David Amebley 1, Sayanton Dibbo 1,2
Published on arXiv
2511.20710
Membership Inference Attack
OWASP ML Top 10 — ML04
Key Finding
Topological regularization (τ > 0) reduces MIA attack success by ~24% mean ROC-AUC on BLIP/COCO while maintaining comparable caption quality under MPNet and ROUGE-2 metrics.
τ-regularization (Neuroscience-Inspired Topological Regularization)

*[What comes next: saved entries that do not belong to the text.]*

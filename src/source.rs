// SPDX-License-Identifier: AGPL-3.0-or-later
// SPDX-FileCopyrightText: 2025 Jonathan D.A. Jewell
//! Remote option loading contracts and response normalization
//!
//! Remote endpoints in the source system answer in more than one envelope
//! shape. Rather than duck-typing each response, a closed set of
//! normalization strategies is tried in a fixed order, falling through to
//! an empty list (logged, never thrown).

use crate::types::{Candidate, ChainContext, FieldValue, OptionRecord};
use crate::SourceError;
use serde::{Deserialize, Serialize};
use serde_json::Value;
use std::collections::BTreeMap;
use tracing::warn;

/// The abstract `fetchStepOptions` operation consumed by the engine
///
/// Implementations must only be called with a complete, non-empty upstream
/// tuple; the cascade controller short-circuits before that.
pub trait OptionSource {
    /// Resolve the option list for one chain step given the owning row's
    /// upstream values (in dependency order)
    fn fetch_options(
        &self,
        step: &str,
        upstream: &[(String, FieldValue)],
        ctx: &ChainContext,
    ) -> impl std::future::Future<Output = Result<Vec<OptionRecord>, SourceError>>;
}

/// The abstract `fetchFillableGrid` bulk operation for the fill/merge
/// reconciler
///
/// Returns the full denormalized tuple per candidate; results are a bulk
/// snapshot and deliberately bypass the option cache.
pub trait FillSource {
    /// Fetch all currently eligible candidate combinations for a document
    fn fetch_candidates(
        &self,
        document: &str,
        ctx: &ChainContext,
    ) -> impl std::future::Future<Output = Result<Vec<Candidate>, SourceError>>;
}

/// How raw records are shaped into [`OptionRecord`]s for one step
#[derive(Debug, Clone, Serialize, Deserialize)]
pub struct RecordShape {
    /// Record field holding the step's own value
    pub value_field: String,
    /// Record field holding the display label; falls back to the value
    #[serde(default)]
    pub label_field: Option<String>,
    /// Denormalized sibling copies: source record key -> target field id
    #[serde(default)]
    pub extra_fields: BTreeMap<String, String>,
}

impl RecordShape {
    /// Shape keyed on a single value field, no label or siblings
    #[must_use]
    pub fn value_only(value_field: &str) -> Self {
        Self {
            value_field: value_field.to_string(),
            label_field: None,
            extra_fields: BTreeMap::new(),
        }
    }
}

/// Normalize a remote response body into a uniform option list
///
/// Strategies, in order: the body is a bare array; an array under `data`;
/// an array under `result`; an array under `data.records`. Anything else
/// degrades to an empty list with a warning - a shape mismatch is an
/// observability event, not a caller-visible error.
#[must_use]
pub fn normalize_envelope(step: &str, body: &Value, shape: &RecordShape) -> Vec<OptionRecord> {
    let Some(records) = envelope_records(body) else {
        warn!(step, "unrecognized response envelope, resolving to empty");
        return vec![];
    };

    let mut options = Vec::with_capacity(records.len());
    for record in records {
        match shape_record(record, shape) {
            Some(option) => options.push(option),
            None => warn!(step, "skipping record without '{}'", shape.value_field),
        }
    }
    options
}

/// Locate the record array inside a response body
pub(crate) fn envelope_records(body: &Value) -> Option<&Vec<Value>> {
    if let Value::Array(records) = body {
        return Some(records);
    }
    if let Some(Value::Array(records)) = body.get("data") {
        return Some(records);
    }
    if let Some(Value::Array(records)) = body.get("result") {
        return Some(records);
    }
    if let Some(Value::Array(records)) = body.get("data").and_then(|d| d.get("records")) {
        return Some(records);
    }
    None
}

/// Shape one raw record into an option
fn shape_record(record: &Value, shape: &RecordShape) -> Option<OptionRecord> {
    // Bare scalars are already the value.
    if !record.is_object() {
        let value = json_scalar(record)?;
        let label = value.to_string();
        return Some(OptionRecord {
            value,
            label,
            extras: BTreeMap::new(),
        });
    }

    let value = json_scalar(record.get(&shape.value_field)?)?;
    let label = shape
        .label_field
        .as_deref()
        .and_then(|f| record.get(f))
        .and_then(Value::as_str)
        .map_or_else(|| value.to_string(), ToString::to_string);

    let mut extras = BTreeMap::new();
    for (source_key, target_field) in &shape.extra_fields {
        if let Some(extra) = record.get(source_key).and_then(json_scalar) {
            extras.insert(target_field.clone(), extra);
        }
    }

    Some(OptionRecord { value, label, extras })
}

fn json_scalar(value: &Value) -> Option<FieldValue> {
    match value {
        Value::String(s) => Some(FieldValue::Text(s.clone())),
        Value::Number(n) => n.as_f64().map(FieldValue::Number),
        Value::Bool(b) => Some(FieldValue::Flag(*b)),
        _ => None,
    }
}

Novel technique introduced
In the age of agentic AI, the growing deployment of multi-modal models (MMs) has introduced new attack vectors that can leak sensitive training data in MMs, causing privacy leakage. This paper investigates a black-box privacy attack, i.e., membership inference attack (MIA) on multi-modal vision-language models (VLMs). State-of-the-art research analyzes privacy attacks primarily to unimodal AI-ML systems, while recent studies indicate MMs can also be vulnerable to privacy attacks. While researchers have demonstrated that biologically inspired neural network representations can improve unimodal model resilience against adversarial attacks, it remains unexplored whether neuro-inspired MMs are resilient against privacy attacks. In this work, we introduce a systematic neuroscience-inspired topological regularization (tau) framework to analyze MM VLMs resilience against image-text-based inference privacy attacks. We examine this phenomenon using three VLMs: BLIP, PaliGemma 2, and ViT-GPT2, across three benchmark datasets: COCO, CC3M, and NoCaps. Our experiments compare the resilience of baseline and neuro VLMs (with topological regularization), where the tau > 0 configuration defines the NEURO variant of VLM. Our results on the BLIP model using the COCO dataset illustrate that MIA attack success in NEURO VLMs drops by 24% mean ROC-AUC, while achieving similar model utility (similarities between generated and reference captions) in terms of MPNet and ROUGE-2 metrics. This shows neuro VLMs are comparatively more resilient against privacy attacks, while not significantly compromising model utility. Our extensive evaluation with PaliGemma 2 and ViT-GPT2 models, on two additional datasets: CC3M and NoCaps, further validates the consistency of the findings. This work contributes to the growing understanding of privacy risks in MMs and provides evidence on neuro VLMs privacy threat resilience.
Key Contributions
- Introduces neuroscience-inspired topological regularization (τ-regularization) as a defense mechanism against MIA in multi-modal VLMs
- First systematic study of MIA resilience in multi-modal VLMs (BLIP, PaliGemma 2, ViT-GPT2) across three benchmark datasets
- Demonstrates ~24% reduction in MIA attack success (mean ROC-AUC) with minimal degradation in model utility (MPNet and ROUGE-2 metrics)
🛡️ Threat Analysis
The paper's primary focus is membership inference attacks (MIA) on VLMs — the binary question of whether specific image-text pairs were in training data — and proposes τ-regularization as a defense evaluated directly against MIA success (ROC-AUC metric).